- What you will do: From the entries below, copy exactly the lines from the one that contains "pub fn steps_walked(&self)" through the one that contains "let owner = stack.owner;", both included, and only those.

=== Data under study ===

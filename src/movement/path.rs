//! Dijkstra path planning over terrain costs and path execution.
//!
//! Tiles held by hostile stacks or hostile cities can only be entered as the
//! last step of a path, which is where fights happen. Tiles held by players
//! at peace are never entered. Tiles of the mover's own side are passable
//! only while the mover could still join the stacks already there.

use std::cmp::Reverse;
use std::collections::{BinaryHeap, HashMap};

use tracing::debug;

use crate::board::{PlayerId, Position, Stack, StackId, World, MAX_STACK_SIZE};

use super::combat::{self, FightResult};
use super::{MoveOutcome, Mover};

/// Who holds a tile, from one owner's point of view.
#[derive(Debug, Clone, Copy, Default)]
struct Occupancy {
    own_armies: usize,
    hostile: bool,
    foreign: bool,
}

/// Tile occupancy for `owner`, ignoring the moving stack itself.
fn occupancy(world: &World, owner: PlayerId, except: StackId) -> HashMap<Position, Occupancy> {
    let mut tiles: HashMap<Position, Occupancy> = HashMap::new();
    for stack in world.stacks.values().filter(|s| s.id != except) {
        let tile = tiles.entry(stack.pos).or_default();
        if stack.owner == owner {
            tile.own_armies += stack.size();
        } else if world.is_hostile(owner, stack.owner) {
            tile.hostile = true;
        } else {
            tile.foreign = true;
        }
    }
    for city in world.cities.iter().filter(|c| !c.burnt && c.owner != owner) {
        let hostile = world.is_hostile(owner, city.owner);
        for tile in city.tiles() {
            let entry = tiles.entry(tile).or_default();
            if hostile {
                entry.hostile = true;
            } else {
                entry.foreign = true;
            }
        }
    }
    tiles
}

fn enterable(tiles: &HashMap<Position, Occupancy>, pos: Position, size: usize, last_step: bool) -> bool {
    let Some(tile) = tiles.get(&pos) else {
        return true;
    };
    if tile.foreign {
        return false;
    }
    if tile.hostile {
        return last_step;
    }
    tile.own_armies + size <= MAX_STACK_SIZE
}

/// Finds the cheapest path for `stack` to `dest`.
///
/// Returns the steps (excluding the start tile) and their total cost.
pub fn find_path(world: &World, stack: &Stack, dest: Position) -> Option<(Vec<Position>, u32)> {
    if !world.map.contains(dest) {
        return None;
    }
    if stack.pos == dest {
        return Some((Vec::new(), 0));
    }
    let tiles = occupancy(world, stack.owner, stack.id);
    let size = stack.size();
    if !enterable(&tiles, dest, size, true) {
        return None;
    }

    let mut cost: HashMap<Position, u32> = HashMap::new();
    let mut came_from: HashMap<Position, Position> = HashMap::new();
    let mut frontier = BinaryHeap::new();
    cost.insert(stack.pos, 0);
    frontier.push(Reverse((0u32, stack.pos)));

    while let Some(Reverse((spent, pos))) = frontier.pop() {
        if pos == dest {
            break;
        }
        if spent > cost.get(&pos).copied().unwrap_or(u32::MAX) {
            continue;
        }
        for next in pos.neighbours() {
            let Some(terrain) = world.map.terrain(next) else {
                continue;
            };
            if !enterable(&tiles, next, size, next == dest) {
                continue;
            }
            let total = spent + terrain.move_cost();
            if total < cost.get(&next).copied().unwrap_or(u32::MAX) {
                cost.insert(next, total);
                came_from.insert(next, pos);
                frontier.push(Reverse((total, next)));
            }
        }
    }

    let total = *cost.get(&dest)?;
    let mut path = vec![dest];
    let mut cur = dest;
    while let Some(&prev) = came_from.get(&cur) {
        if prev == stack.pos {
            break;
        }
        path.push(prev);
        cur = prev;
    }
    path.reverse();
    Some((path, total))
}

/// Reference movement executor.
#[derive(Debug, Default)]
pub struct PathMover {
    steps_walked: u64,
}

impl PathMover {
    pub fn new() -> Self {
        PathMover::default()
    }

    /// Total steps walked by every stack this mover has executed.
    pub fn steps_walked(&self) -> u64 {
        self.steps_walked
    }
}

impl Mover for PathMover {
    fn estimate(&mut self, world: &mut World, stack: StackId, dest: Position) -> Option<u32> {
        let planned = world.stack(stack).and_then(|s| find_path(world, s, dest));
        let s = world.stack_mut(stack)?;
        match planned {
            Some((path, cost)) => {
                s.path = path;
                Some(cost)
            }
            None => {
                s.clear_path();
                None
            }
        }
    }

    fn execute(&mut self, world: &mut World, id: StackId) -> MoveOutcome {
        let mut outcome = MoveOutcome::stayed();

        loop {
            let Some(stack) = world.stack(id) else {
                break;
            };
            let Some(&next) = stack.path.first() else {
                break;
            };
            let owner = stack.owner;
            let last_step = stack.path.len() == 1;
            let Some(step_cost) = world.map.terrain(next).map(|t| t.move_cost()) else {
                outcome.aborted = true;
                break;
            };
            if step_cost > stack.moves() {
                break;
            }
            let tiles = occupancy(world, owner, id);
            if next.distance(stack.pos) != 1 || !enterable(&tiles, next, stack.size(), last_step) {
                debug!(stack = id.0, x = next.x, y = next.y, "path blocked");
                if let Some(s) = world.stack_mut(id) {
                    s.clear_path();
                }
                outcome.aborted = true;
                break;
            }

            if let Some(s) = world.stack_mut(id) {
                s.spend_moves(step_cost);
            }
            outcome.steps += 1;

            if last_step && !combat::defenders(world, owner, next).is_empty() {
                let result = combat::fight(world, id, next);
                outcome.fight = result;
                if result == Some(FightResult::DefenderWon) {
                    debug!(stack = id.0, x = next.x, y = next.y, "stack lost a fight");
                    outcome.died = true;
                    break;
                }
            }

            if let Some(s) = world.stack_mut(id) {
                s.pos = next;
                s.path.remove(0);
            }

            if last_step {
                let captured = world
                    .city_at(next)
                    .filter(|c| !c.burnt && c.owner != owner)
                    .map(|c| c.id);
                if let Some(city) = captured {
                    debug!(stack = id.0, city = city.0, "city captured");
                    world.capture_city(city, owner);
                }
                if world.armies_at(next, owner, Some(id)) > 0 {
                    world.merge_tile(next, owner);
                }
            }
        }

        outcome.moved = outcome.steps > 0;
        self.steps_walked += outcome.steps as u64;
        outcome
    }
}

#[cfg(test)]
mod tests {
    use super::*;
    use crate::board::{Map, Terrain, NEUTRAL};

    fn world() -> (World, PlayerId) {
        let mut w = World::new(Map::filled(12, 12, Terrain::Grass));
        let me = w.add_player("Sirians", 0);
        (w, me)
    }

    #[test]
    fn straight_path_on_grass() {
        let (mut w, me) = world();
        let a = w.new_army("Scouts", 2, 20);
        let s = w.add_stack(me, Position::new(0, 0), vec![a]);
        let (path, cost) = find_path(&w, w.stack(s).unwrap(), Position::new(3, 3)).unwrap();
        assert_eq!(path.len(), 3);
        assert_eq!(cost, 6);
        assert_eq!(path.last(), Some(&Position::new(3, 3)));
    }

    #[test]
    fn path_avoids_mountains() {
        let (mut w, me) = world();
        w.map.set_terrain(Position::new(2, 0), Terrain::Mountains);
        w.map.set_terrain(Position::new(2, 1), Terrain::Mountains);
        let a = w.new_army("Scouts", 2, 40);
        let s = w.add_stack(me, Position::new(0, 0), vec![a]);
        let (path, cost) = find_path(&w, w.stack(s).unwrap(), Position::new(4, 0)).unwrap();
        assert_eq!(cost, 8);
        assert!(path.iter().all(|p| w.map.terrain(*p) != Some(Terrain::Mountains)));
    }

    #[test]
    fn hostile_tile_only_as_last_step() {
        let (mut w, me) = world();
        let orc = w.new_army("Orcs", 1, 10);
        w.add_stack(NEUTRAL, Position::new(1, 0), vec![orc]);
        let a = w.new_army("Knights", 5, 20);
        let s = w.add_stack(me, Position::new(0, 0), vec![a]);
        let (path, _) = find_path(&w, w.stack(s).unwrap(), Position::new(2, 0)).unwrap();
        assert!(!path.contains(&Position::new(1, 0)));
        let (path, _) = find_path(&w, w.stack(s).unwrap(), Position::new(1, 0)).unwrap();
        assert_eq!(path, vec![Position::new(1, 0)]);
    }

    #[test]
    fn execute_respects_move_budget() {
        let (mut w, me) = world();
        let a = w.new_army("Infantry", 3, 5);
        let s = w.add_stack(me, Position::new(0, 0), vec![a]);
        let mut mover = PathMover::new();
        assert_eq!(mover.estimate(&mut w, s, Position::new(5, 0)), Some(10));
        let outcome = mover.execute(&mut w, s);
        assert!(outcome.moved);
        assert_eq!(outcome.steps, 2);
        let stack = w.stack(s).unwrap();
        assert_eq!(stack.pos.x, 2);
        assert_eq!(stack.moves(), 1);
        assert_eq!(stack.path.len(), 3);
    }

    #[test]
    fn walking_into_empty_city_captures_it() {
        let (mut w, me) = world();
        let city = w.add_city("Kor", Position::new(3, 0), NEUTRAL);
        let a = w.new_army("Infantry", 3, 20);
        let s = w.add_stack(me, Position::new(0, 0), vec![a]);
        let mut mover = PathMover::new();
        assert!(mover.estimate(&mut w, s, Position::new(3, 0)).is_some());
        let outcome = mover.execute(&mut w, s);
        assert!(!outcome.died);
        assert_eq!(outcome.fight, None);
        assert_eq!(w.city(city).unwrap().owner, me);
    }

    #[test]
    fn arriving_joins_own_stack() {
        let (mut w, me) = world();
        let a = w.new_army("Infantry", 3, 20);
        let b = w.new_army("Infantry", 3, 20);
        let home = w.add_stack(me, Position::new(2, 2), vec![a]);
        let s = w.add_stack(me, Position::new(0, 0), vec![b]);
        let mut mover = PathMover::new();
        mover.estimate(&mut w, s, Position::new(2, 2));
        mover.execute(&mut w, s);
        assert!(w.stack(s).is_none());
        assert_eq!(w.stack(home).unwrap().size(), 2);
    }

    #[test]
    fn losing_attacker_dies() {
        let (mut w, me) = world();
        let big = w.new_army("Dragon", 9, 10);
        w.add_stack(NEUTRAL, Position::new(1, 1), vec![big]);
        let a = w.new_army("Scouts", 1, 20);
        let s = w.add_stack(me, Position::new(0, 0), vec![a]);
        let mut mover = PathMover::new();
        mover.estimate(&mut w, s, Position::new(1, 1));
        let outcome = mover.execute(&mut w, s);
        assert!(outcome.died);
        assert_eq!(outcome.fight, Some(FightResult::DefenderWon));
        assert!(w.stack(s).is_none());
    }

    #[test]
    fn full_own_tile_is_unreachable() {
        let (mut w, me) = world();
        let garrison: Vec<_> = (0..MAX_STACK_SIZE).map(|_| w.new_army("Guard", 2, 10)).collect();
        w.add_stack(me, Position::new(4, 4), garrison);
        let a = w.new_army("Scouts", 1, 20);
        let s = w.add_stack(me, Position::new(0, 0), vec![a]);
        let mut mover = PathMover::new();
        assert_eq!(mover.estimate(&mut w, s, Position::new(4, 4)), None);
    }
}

===

- Solution for this problem:
    pub fn steps_walked(&self) -> u64 {
        self.steps_walked
    }
}

impl Mover for PathMover {
    fn estimate(&mut self, world: &mut World, stack: StackId, dest: Position) -> Option<u32> {
        let planned = world.stack(stack).and_then(|s| find_path(world, s, dest));
        let s = world.stack_mut(stack)?;
        match planned {
            Some((path, cost)) => {
                s.path = path;
                Some(cost)
            }
            None => {
                s.clear_path();
                None
            }
        }
    }

    fn execute(&mut self, world: &mut World, id: StackId) -> MoveOutcome {
        let mut outcome = MoveOutcome::stayed();

        loop {
            let Some(stack) = world.stack(id) else {
                break;
            };
            let Some(&next) = stack.path.first() else {
                break;
            };
            let owner = stack.owner;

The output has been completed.